→ PROBLEM TO WORK ON: Examine each line of the listing below. Copy those in which the string "ALIGN" appears.

→ MATERIAL SUPPLIED:
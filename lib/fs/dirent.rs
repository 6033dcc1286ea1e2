//! Encoding of directory entries in the kernel's `fuse_dirent` layout.
//!
//! Each record is `ino: u64, off: u64, namelen: u32, type: u32` followed by the
//! name, padded with zeros to an 8-byte boundary. All integers are native
//! endian.

use super::{EntryKind, InodeAddr};

const HEADER_LEN: usize = 8 + 8 + 4 + 4;
const ALIGN: usize = 8;

/// `d_type` codes from `<dirent.h>`.
#[must_use]
pub fn dirent_type(kind: EntryKind) -> u32 {
    let dt = match kind {
        EntryKind::RegularFile => libc::DT_REG,
        EntryKind::Directory => libc::DT_DIR,
        EntryKind::CharDevice => libc::DT_CHR,
        EntryKind::BlockDevice => libc::DT_BLK,
        EntryKind::NamedPipe => libc::DT_FIFO,
        EntryKind::Symlink => libc::DT_LNK,
        EntryKind::Socket => libc::DT_SOCK,
    };
    u32::from(dt)
}

/// One record to encode.
#[derive(Debug, Clone, Copy, PartialEq, Eq)]
pub struct Dirent<'a> {
    pub inode: InodeAddr,
    /// Opaque position of the *next* entry; passed back by the kernel to resume.
    pub offset: u64,
    pub name: &'a str,
    pub kind: EntryKind,
}

impl Dirent<'_> {
    /// Encoded size including padding.
    #[must_use]
    pub fn encoded_len(&self) -> usize {
        (HEADER_LEN + self.name.len()).next_multiple_of(ALIGN)
    }
}

/// Write `entry` at the start of `dst`.
///
/// Returns the number of bytes written, or 0 if the record does not fit.
#[expect(
    clippy::cast_possible_truncation,
    reason = "names are bounded by NAME_MAX, far below u32::MAX"
)]
pub fn write_dirent(dst: &mut [u8], entry: &Dirent<'_>) -> usize {
    let len = entry.encoded_len();
    if len > dst.len() {
        return 0;
    }
    let name = entry.name.as_bytes();
    let (header, rest) = dst[..len].split_at_mut(HEADER_LEN);
    header[0..8].copy_from_slice(&entry.inode.to_ne_bytes());
    header[8..16].copy_from_slice(&entry.offset.to_ne_bytes());
    header[16..20].copy_from_slice(&(name.len() as u32).to_ne_bytes());
    header[20..24].copy_from_slice(&dirent_type(entry.kind).to_ne_bytes());
    rest[..name.len()].copy_from_slice(name);
    rest[name.len()..].fill(0);
    len
}

/// A decoded record, borrowed from the buffer it was read from.
#[derive(Debug, Clone, Copy, PartialEq, Eq)]
pub struct RawDirent<'a> {
    pub inode: InodeAddr,
    pub offset: u64,
    pub dtype: u32,
    pub name: &'a [u8],
}

/// Iterate the records in a buffer filled by [`write_dirent`].
pub fn parse_dirents(mut buf: &[u8]) -> impl Iterator<Item = RawDirent<'_>> {
    std::iter::from_fn(move || {
        if buf.len() < HEADER_LEN {
            return None;
        }
        let u64_at = |i: usize| u64::from_ne_bytes(buf[i..i + 8].try_into().unwrap_or_default());
        let u32_at = |i: usize| u32::from_ne_bytes(buf[i..i + 4].try_into().unwrap_or_default());
        let namelen = u32_at(16) as usize;
        let total = (HEADER_LEN + namelen).next_multiple_of(ALIGN);
        if total > buf.len() {
            return None;
        }
        let rec = RawDirent {
            inode: u64_at(0),
            offset: u64_at(8),
            dtype: u32_at(20),
            name: &buf[HEADER_LEN..HEADER_LEN + namelen],
        };
        buf = &buf[total..];
        Some(rec)
    })
}

#[cfg(test)]
mod tests {
    use super::*;

    #[test]
    fn record_is_padded_to_eight_bytes() {
        let entry = Dirent {
            inode: 2,
            offset: 1,
            name: "a.txt",
            kind: EntryKind::RegularFile,
        };
        assert_eq!(entry.encoded_len(), 32, "24-byte header + 5 bytes, padded");

        let mut buf = [0xffu8; 40];
        assert_eq!(write_dirent(&mut buf, &entry), 32);
        assert_eq!(&buf[24..29], b"a.txt");
        assert_eq!(&buf[29..32], &[0, 0, 0], "padding should be zeroed");
        assert_eq!(buf[32], 0xff, "bytes past the record are untouched");
    }

    #[test]
    fn record_that_does_not_fit_writes_nothing() {
        let entry = Dirent {
            inode: 9,
            offset: 3,
            name: "directory",
            kind: EntryKind::Directory,
        };
        let mut buf = [0u8; 16];
        assert_eq!(write_dirent(&mut buf, &entry), 0);
        assert_eq!(buf, [0u8; 16]);
    }

    #[test]
    fn parse_reads_back_header_fields() {
        let mut buf = [0u8; 64];
        let n = write_dirent(
            &mut buf,
            &Dirent {
                inode: 5,
                offset: 7,
                name: "sub",
                kind: EntryKind::Directory,
            },
        );
        let recs: Vec<_> = parse_dirents(&buf[..n]).collect();

        assert_eq!(recs.len(), 1);
        assert_eq!(recs[0].inode, 5);
        assert_eq!(recs[0].offset, 7);
        assert_eq!(recs[0].dtype, u32::from(libc::DT_DIR));
        assert_eq!(recs[0].name, b"sub");
    }

    #[test]
    fn dirent_type_covers_device_kinds() {
        assert_eq!(dirent_type(EntryKind::CharDevice), u32::from(libc::DT_CHR));
        assert_eq!(dirent_type(EntryKind::BlockDevice), u32::from(libc::DT_BLK));
        assert_eq!(dirent_type(EntryKind::NamedPipe), u32::from(libc::DT_FIFO));
    }
}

→ EXERCISE RESULT:
const ALIGN: usize = 8;
        (HEADER_LEN + self.name.len()).next_multiple_of(ALIGN)
        let total = (HEADER_LEN + namelen).next_multiple_of(ALIGN);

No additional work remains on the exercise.